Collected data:

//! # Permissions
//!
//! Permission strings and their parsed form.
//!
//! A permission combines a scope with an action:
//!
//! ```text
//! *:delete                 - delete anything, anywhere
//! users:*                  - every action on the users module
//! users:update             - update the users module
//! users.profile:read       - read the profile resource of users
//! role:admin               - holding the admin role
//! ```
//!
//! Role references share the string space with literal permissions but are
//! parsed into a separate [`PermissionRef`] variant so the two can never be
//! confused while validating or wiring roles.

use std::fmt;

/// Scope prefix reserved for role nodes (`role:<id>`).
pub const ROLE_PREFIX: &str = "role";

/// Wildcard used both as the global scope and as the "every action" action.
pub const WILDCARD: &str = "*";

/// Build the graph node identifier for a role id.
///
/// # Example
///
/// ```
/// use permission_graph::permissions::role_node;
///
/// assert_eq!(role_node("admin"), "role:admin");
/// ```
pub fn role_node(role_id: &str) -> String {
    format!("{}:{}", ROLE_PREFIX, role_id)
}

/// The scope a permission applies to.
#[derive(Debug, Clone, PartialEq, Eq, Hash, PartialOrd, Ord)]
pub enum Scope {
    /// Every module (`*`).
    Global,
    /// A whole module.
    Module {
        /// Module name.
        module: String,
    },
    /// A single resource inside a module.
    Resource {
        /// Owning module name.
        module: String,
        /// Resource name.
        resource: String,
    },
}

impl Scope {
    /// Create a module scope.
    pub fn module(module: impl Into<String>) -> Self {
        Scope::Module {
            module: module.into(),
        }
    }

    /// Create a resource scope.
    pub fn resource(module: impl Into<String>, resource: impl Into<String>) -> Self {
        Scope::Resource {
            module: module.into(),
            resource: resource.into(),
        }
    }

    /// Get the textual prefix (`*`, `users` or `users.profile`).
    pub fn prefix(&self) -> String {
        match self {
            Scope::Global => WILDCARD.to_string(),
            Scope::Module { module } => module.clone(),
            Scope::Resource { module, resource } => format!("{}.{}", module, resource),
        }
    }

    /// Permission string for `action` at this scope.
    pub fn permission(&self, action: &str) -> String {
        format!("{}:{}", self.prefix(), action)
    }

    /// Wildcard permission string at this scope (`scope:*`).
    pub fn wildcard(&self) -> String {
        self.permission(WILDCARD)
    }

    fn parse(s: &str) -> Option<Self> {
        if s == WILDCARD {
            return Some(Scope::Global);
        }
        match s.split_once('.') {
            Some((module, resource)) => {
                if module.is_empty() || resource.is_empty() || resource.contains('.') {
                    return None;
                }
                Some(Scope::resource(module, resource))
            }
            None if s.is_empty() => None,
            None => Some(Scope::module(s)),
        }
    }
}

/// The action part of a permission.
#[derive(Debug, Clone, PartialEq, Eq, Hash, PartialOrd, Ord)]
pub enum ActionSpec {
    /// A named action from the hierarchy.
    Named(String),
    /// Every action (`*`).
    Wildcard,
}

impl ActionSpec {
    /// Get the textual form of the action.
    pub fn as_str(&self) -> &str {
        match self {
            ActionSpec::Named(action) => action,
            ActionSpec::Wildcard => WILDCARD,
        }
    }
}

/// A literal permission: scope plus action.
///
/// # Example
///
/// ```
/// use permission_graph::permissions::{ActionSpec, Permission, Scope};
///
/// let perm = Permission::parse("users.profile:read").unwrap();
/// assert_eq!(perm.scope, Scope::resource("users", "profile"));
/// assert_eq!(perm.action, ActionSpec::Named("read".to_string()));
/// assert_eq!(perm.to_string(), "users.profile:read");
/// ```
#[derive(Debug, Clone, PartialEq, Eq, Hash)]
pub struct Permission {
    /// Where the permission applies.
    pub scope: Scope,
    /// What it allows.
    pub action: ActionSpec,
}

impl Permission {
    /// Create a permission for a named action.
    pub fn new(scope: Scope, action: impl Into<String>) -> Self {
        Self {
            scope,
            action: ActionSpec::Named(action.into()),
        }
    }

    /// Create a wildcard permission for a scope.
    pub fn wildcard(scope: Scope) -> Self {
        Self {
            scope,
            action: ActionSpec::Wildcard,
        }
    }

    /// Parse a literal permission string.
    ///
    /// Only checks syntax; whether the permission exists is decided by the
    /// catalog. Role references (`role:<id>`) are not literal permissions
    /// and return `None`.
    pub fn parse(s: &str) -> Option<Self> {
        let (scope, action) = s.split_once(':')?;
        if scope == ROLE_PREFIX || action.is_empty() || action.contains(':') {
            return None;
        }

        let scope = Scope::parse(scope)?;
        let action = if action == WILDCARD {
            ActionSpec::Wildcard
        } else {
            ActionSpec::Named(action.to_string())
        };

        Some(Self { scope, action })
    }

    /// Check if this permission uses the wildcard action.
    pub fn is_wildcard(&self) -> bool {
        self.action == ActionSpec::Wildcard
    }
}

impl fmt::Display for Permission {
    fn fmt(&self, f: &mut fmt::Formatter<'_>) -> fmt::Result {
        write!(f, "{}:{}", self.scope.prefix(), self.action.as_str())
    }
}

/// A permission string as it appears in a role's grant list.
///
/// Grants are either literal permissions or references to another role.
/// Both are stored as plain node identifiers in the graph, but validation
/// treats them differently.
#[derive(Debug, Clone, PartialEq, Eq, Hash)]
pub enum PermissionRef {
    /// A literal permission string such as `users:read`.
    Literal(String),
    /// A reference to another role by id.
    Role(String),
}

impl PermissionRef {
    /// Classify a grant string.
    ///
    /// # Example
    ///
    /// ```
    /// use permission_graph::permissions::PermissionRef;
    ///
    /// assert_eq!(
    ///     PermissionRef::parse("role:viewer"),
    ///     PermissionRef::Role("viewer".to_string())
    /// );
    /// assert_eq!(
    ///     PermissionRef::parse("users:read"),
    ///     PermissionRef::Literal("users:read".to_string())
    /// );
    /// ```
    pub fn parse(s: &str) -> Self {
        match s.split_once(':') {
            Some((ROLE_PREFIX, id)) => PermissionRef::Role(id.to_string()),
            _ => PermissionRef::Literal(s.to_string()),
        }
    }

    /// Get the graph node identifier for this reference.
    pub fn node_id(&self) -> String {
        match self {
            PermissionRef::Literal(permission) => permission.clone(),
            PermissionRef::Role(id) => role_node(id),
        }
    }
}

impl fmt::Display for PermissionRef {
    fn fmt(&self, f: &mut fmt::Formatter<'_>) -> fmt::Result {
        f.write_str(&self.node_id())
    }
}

__WORK INSTRUCTION__: For this task, please set down every entry exactly, with no line left out.

__TASK RESPONSE__:
//! # Permissions
//!
//! Permission strings and their parsed form.
//!
//! A permission combines a scope with an action:
//!
//! ```text
//! *:delete                 - delete anything, anywhere
//! users:*                  - every action on the users module
//! users:update             - update the users module
//! users.profile:read       - read the profile resource of users
//! role:admin               - holding the admin role
//! ```
//!
//! Role references share the string space with literal permissions but are
//! parsed into a separate [`PermissionRef`] variant so the two can never be
//! confused while validating or wiring roles.

use std::fmt;

/// Scope prefix reserved for role nodes (`role:<id>`).
pub const ROLE_PREFIX: &str = "role";

/// Wildcard used both as the global scope and as the "every action" action.
pub const WILDCARD: &str = "*";

/// Build the graph node identifier for a role id.
///
/// # Example
///
/// ```
/// use permission_graph::permissions::role_node;
///
/// assert_eq!(role_node("admin"), "role:admin");
/// ```
pub fn role_node(role_id: &str) -> String {
    format!("{}:{}", ROLE_PREFIX, role_id)
}

/// The scope a permission applies to.
#[derive(Debug, Clone, PartialEq, Eq, Hash, PartialOrd, Ord)]
pub enum Scope {
    /// Every module (`*`).
    Global,
    /// A whole module.
    Module {
        /// Module name.
        module: String,
    },
    /// A single resource inside a module.
    Resource {
        /// Owning module name.
        module: String,
        /// Resource name.
        resource: String,
    },
}

impl Scope {
    /// Create a module scope.
    pub fn module(module: impl Into<String>) -> Self {
        Scope::Module {
            module: module.into(),
        }
    }

    /// Create a resource scope.
    pub fn resource(module: impl Into<String>, resource: impl Into<String>) -> Self {
        Scope::Resource {
            module: module.into(),
            resource: resource.into(),
        }
    }

    /// Get the textual prefix (`*`, `users` or `users.profile`).
    pub fn prefix(&self) -> String {
        match self {
            Scope::Global => WILDCARD.to_string(),
            Scope::Module { module } => module.clone(),
            Scope::Resource { module, resource } => format!("{}.{}", module, resource),
        }
    }

    /// Permission string for `action` at this scope.
    pub fn permission(&self, action: &str) -> String {
        format!("{}:{}", self.prefix(), action)
    }

    /// Wildcard permission string at this scope (`scope:*`).
    pub fn wildcard(&self) -> String {
        self.permission(WILDCARD)
    }

    fn parse(s: &str) -> Option<Self> {
        if s == WILDCARD {
            return Some(Scope::Global);
        }
        match s.split_once('.') {
            Some((module, resource)) => {
                if module.is_empty() || resource.is_empty() || resource.contains('.') {
                    return None;
                }
                Some(Scope::resource(module, resource))
            }
            None if s.is_empty() => None,
            None => Some(Scope::module(s)),
        }
    }
}

/// The action part of a permission.
#[derive(Debug, Clone, PartialEq, Eq, Hash, PartialOrd, Ord)]
pub enum ActionSpec {
    /// A named action from the hierarchy.
    Named(String),
    /// Every action (`*`).
    Wildcard,
}

impl ActionSpec {
    /// Get the textual form of the action.
    pub fn as_str(&self) -> &str {
        match self {
            ActionSpec::Named(action) => action,
            ActionSpec::Wildcard => WILDCARD,
        }
    }
}

/// A literal permission: scope plus action.
///
/// # Example
///
/// ```
/// use permission_graph::permissions::{ActionSpec, Permission, Scope};
///
/// let perm = Permission::parse("users.profile:read").unwrap();
/// assert_eq!(perm.scope, Scope::resource("users", "profile"));
/// assert_eq!(perm.action, ActionSpec::Named("read".to_string()));
/// assert_eq!(perm.to_string(), "users.profile:read");
/// ```
#[derive(Debug, Clone, PartialEq, Eq, Hash)]
pub struct Permission {
    /// Where the permission applies.
    pub scope: Scope,
    /// What it allows.
    pub action: ActionSpec,
}

impl Permission {
    /// Create a permission for a named action.
    pub fn new(scope: Scope, action: impl Into<String>) -> Self {
        Self {
            scope,
            action: ActionSpec::Named(action.into()),
        }
    }

    /// Create a wildcard permission for a scope.
    pub fn wildcard(scope: Scope) -> Self {
        Self {
            scope,
            action: ActionSpec::Wildcard,
        }
    }

    /// Parse a literal permission string.
    ///
    /// Only checks syntax; whether the permission exists is decided by the
    /// catalog. Role references (`role:<id>`) are not literal permissions
    /// and return `None`.
    pub fn parse(s: &str) -> Option<Self> {
        let (scope, action) = s.split_once(':')?;
        if scope == ROLE_PREFIX || action.is_empty() || action.contains(':') {
            return None;
        }

        let scope = Scope::parse(scope)?;
        let action = if action == WILDCARD {
            ActionSpec::Wildcard
        } else {
            ActionSpec::Named(action.to_string())
        };

        Some(Self { scope, action })
    }

    /// Check if this permission uses the wildcard action.
    pub fn is_wildcard(&self) -> bool {
        self.action == ActionSpec::Wildcard
    }
}

impl fmt::Display for Permission {
    fn fmt(&self, f: &mut fmt::Formatter<'_>) -> fmt::Result {
        write!(f, "{}:{}", self.scope.prefix(), self.action.as_str())
    }
}

/// A permission string as it appears in a role's grant list.
///
/// Grants are either literal permissions or references to another role.
/// Both are stored as plain node identifiers in the graph, but validation
/// treats them differently.
#[derive(Debug, Clone, PartialEq, Eq, Hash)]
pub enum PermissionRef {
    /// A literal permission string such as `users:read`.
    Literal(String),
    /// A reference to another role by id.
    Role(String),
}

impl PermissionRef {
    /// Classify a grant string.
    ///
    /// # Example
    ///
    /// ```
    /// use permission_graph::permissions::PermissionRef;
    ///
    /// assert_eq!(
    ///     PermissionRef::parse("role:viewer"),
    ///     PermissionRef::Role("viewer".to_string())
    /// );
    /// assert_eq!(
    ///     PermissionRef::parse("users:read"),
    ///     PermissionRef::Literal("users:read".to_string())
    /// );
    /// ```
    pub fn parse(s: &str) -> Self {
        match s.split_once(':') {
            Some((ROLE_PREFIX, id)) => PermissionRef::Role(id.to_string()),
            _ => PermissionRef::Literal(s.to_string()),
        }
    }

    /// Get the graph node identifier for this reference.
    pub fn node_id(&self) -> String {
        match self {
            PermissionRef::Literal(permission) => permission.clone(),
            PermissionRef::Role(id) => role_node(id),
        }
    }
}

impl fmt::Display for PermissionRef {
    fn fmt(&self, f: &mut fmt::Formatter<'_>) -> fmt::Result {
        f.write_str(&self.node_id())
    }
}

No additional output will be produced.